### PROBLEM TO WORK ON:
A verbatim transcript of the lines below, starting at the first and ending with the one that holds "pub mod stmt;", is what should be produced.

### LISTED RECORDS:

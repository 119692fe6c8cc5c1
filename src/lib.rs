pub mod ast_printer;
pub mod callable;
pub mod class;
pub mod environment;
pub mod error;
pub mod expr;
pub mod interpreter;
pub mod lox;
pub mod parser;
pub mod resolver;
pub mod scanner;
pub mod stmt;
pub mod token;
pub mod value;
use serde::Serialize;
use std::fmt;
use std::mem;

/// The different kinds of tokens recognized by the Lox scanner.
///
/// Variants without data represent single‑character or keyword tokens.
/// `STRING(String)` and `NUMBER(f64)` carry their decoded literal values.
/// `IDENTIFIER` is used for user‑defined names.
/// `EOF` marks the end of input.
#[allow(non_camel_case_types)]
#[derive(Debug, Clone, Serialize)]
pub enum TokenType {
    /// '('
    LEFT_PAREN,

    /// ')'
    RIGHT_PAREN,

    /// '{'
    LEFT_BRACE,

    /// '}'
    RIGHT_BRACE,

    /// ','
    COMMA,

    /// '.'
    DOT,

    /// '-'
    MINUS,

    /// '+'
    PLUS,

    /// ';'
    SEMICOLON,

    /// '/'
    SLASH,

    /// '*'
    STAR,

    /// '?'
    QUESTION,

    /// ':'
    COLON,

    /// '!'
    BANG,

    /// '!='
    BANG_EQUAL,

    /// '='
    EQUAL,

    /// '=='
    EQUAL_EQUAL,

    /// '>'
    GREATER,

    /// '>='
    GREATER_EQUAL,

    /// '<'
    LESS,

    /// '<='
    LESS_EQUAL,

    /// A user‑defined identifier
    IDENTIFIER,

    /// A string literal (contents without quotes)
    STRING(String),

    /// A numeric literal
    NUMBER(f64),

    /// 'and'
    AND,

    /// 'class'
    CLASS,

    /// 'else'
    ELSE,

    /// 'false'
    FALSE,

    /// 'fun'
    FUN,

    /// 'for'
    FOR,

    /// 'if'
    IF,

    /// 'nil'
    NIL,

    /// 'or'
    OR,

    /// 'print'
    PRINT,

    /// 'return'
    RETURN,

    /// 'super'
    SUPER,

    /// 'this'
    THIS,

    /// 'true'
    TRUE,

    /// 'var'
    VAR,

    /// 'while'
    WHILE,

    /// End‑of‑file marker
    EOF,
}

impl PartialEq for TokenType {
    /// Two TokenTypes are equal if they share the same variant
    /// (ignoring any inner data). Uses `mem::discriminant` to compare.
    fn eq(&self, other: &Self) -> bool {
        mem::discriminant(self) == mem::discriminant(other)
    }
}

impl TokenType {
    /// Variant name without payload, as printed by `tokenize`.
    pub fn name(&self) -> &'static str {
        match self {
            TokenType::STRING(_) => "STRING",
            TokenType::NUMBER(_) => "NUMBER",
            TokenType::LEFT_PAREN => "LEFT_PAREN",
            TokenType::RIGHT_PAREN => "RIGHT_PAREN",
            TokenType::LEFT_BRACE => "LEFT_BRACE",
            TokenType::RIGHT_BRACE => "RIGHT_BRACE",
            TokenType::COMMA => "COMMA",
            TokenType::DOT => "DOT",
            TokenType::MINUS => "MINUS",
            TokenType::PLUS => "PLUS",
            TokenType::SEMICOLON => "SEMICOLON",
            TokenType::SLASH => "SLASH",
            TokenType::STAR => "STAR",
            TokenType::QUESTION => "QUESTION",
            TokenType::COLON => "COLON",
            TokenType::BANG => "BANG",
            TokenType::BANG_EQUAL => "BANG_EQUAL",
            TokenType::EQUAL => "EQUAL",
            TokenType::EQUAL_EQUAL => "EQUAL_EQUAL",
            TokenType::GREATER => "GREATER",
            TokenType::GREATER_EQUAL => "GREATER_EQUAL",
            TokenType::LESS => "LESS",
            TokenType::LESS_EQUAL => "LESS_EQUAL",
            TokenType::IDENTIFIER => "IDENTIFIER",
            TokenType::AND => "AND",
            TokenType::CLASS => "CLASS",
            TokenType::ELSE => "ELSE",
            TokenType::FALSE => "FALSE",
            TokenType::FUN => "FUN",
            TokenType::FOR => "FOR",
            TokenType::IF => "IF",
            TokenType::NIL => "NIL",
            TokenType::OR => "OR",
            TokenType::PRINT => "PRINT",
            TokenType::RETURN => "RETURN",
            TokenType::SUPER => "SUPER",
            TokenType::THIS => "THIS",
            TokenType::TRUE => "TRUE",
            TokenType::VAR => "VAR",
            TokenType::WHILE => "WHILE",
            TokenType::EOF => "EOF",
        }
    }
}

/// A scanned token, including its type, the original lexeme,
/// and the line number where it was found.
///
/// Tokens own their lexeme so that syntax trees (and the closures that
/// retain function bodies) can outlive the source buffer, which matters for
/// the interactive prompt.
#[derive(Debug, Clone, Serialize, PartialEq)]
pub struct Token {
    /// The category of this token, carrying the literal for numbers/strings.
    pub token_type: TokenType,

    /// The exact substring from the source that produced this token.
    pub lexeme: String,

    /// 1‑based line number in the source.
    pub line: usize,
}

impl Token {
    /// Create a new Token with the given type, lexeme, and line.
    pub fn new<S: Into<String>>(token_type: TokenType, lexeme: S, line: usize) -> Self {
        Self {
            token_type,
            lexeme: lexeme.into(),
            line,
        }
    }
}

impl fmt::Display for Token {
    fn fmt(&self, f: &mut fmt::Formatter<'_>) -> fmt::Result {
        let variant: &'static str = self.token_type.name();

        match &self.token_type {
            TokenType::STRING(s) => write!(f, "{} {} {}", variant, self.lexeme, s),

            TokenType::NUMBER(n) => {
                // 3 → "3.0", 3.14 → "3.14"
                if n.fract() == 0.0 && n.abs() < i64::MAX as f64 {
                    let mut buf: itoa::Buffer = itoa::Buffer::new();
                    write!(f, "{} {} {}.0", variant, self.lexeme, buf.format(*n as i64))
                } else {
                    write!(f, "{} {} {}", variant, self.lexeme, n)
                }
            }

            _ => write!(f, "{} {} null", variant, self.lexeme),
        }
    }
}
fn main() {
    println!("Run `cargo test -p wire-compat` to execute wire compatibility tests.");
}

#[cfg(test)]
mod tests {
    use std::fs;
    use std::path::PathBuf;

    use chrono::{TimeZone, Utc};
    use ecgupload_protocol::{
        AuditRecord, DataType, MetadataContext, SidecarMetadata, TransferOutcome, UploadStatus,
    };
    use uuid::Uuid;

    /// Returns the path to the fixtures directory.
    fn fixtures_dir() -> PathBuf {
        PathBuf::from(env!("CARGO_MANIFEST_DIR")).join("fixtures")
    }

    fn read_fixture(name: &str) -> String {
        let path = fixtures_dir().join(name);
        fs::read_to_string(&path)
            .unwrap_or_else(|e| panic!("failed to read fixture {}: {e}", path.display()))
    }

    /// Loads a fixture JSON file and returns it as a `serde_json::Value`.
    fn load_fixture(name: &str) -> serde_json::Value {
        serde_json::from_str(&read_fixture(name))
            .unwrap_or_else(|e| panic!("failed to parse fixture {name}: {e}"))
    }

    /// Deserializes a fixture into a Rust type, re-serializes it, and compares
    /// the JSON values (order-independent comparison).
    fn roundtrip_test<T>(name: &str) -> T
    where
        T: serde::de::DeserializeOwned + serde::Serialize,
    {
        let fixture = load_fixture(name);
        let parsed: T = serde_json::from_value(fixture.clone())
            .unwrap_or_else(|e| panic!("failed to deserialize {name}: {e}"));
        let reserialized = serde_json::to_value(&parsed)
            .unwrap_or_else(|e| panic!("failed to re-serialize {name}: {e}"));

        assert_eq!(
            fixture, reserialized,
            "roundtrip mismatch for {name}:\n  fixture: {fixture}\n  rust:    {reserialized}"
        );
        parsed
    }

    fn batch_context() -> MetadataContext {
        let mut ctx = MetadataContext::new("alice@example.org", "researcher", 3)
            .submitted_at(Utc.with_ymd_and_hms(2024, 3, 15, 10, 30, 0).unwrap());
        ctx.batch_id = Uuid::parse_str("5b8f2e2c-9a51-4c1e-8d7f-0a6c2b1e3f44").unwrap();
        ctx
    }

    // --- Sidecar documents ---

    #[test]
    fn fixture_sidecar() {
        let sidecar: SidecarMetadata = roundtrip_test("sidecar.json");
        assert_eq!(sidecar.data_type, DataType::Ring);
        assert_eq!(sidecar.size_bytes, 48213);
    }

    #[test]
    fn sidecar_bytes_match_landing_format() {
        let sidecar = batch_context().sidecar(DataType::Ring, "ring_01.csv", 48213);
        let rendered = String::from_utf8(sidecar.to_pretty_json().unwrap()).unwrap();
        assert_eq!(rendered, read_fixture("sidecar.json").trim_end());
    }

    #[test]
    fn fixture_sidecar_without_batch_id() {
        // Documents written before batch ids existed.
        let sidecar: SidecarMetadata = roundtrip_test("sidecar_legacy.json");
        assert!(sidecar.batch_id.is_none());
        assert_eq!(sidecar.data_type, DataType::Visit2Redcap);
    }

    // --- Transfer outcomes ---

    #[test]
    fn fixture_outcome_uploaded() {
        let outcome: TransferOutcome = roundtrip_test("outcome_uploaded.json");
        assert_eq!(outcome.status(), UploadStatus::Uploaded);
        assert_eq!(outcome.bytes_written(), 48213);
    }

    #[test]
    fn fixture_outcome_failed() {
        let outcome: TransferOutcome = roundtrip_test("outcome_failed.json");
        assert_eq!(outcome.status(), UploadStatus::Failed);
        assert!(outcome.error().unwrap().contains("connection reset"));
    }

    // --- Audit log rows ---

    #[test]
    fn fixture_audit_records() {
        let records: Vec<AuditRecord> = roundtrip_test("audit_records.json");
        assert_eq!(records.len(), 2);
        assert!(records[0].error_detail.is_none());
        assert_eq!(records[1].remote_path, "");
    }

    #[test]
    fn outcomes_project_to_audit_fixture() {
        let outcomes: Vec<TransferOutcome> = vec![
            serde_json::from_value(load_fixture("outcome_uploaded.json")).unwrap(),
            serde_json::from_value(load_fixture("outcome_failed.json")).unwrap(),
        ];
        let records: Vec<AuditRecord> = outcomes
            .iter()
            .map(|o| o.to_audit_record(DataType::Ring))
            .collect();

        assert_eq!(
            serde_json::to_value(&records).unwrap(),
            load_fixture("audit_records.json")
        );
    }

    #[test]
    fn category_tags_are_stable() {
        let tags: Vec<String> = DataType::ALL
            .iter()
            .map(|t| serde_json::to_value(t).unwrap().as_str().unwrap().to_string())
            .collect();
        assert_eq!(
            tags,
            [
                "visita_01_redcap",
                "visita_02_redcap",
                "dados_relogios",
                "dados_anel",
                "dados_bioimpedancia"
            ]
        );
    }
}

### ANSWER BOX:
repository 119692fe6c8cc5c1
filename src/lib.rs
pub mod ast_printer;
pub mod callable;
pub mod class;
pub mod environment;
pub mod error;
pub mod expr;
pub mod interpreter;
pub mod lox;
pub mod parser;
pub mod resolver;
pub mod scanner;
pub mod stmt;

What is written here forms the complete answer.